=== Section Start ===

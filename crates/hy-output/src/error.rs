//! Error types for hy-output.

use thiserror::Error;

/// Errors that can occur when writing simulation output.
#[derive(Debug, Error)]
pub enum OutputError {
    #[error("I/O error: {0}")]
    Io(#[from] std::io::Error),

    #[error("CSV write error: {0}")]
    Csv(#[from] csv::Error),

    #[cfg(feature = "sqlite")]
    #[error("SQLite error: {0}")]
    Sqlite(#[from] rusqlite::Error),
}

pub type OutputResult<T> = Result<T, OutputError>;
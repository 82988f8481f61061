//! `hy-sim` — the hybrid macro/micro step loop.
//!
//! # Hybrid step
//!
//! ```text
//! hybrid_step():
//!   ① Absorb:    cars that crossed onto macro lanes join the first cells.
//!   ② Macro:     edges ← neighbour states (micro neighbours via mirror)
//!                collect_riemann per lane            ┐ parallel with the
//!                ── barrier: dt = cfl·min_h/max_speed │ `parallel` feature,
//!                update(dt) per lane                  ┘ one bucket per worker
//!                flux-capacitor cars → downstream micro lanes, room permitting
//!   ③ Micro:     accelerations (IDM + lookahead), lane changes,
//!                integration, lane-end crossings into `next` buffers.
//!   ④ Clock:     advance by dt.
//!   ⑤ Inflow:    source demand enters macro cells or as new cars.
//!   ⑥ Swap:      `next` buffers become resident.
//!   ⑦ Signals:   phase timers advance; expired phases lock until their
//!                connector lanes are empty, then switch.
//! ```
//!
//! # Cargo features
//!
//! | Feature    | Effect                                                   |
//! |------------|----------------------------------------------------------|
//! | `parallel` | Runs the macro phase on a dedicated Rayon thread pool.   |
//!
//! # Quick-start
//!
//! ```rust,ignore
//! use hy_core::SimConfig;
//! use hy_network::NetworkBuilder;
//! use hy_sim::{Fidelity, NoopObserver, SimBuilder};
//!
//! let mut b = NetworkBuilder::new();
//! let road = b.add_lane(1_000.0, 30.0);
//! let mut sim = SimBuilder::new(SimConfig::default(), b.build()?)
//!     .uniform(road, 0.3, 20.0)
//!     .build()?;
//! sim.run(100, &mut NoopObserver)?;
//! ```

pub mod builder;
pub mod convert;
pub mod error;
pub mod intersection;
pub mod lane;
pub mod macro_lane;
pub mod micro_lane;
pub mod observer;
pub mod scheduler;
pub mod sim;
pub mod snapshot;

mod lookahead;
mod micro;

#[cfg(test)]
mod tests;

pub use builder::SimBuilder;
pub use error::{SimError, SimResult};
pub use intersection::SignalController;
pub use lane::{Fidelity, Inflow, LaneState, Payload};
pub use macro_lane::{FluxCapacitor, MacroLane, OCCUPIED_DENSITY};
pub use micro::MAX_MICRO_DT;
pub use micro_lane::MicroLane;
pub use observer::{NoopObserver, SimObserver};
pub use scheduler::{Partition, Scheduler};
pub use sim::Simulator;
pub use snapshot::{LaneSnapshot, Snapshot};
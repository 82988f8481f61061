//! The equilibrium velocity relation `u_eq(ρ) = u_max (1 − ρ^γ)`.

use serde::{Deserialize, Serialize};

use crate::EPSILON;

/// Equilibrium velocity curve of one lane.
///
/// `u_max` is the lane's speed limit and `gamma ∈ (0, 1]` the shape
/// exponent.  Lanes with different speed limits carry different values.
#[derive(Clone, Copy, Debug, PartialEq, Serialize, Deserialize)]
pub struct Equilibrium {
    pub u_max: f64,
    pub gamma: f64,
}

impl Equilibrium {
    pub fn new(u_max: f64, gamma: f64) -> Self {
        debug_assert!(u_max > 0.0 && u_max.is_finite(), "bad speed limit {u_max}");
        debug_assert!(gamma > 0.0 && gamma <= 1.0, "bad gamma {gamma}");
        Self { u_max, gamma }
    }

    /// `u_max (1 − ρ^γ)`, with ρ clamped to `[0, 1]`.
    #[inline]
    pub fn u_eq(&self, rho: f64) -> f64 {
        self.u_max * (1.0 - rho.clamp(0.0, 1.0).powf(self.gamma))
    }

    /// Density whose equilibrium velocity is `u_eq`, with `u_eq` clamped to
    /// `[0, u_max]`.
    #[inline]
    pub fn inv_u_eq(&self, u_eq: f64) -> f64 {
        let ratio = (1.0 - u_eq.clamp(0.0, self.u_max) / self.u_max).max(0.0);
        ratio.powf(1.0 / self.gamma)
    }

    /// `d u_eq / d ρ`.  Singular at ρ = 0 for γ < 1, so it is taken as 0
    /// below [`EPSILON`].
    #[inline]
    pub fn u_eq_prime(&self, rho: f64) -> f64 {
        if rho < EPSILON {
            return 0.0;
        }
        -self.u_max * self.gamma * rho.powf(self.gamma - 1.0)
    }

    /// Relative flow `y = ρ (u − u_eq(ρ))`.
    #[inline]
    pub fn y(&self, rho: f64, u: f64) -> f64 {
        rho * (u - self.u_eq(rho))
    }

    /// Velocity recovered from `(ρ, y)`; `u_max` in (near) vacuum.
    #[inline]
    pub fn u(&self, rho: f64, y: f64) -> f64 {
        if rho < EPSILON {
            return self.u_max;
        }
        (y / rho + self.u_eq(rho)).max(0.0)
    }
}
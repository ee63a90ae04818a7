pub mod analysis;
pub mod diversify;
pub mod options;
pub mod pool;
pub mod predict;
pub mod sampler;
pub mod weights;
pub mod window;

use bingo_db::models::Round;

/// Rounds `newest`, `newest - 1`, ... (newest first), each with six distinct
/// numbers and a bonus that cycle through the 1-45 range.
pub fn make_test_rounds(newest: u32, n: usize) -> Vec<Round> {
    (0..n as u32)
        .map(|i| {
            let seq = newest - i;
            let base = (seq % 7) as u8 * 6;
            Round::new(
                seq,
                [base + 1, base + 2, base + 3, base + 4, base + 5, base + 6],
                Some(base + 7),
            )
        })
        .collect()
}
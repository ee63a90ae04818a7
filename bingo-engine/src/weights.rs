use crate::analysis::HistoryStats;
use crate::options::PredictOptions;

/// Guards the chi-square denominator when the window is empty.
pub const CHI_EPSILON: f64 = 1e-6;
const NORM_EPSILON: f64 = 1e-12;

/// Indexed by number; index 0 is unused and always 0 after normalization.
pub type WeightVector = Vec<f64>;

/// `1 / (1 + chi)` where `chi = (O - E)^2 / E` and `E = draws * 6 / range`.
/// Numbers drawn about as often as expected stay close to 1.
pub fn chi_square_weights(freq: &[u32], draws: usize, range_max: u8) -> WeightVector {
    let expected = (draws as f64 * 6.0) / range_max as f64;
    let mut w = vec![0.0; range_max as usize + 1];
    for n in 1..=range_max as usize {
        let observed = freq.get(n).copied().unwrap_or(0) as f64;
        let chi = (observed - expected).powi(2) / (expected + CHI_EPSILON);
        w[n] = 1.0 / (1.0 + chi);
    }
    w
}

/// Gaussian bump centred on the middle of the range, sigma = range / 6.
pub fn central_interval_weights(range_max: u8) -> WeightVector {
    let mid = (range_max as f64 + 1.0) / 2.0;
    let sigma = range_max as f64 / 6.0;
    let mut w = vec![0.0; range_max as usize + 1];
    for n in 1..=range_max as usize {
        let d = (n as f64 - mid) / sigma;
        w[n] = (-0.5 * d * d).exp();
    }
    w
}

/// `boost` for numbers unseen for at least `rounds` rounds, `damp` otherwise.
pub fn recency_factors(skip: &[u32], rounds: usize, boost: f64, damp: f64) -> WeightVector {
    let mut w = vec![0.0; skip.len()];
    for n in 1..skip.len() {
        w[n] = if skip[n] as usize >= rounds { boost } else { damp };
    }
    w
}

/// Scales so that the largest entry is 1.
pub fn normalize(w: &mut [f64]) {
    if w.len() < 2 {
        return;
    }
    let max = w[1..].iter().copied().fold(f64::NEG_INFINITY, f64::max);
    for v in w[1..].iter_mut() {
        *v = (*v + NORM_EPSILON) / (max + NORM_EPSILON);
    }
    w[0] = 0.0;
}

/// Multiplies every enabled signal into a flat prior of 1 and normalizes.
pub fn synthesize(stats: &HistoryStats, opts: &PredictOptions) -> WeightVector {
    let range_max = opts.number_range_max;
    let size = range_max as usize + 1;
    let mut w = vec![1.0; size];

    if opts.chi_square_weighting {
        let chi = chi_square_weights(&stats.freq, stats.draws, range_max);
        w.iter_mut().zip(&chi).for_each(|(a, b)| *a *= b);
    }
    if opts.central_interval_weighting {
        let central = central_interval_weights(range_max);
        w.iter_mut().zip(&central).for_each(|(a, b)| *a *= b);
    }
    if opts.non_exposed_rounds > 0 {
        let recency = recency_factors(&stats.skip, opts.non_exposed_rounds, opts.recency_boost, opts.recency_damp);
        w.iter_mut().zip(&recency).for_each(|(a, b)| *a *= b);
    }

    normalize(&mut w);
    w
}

=== Section End ===

Copy out, from the data above, each line where the string "into" is present.

◆ **Solution to the exercise**:
//!                integration, lane-end crossings into `next` buffers.
/// Multiplies every enabled signal into a flat prior of 1 and normalizes.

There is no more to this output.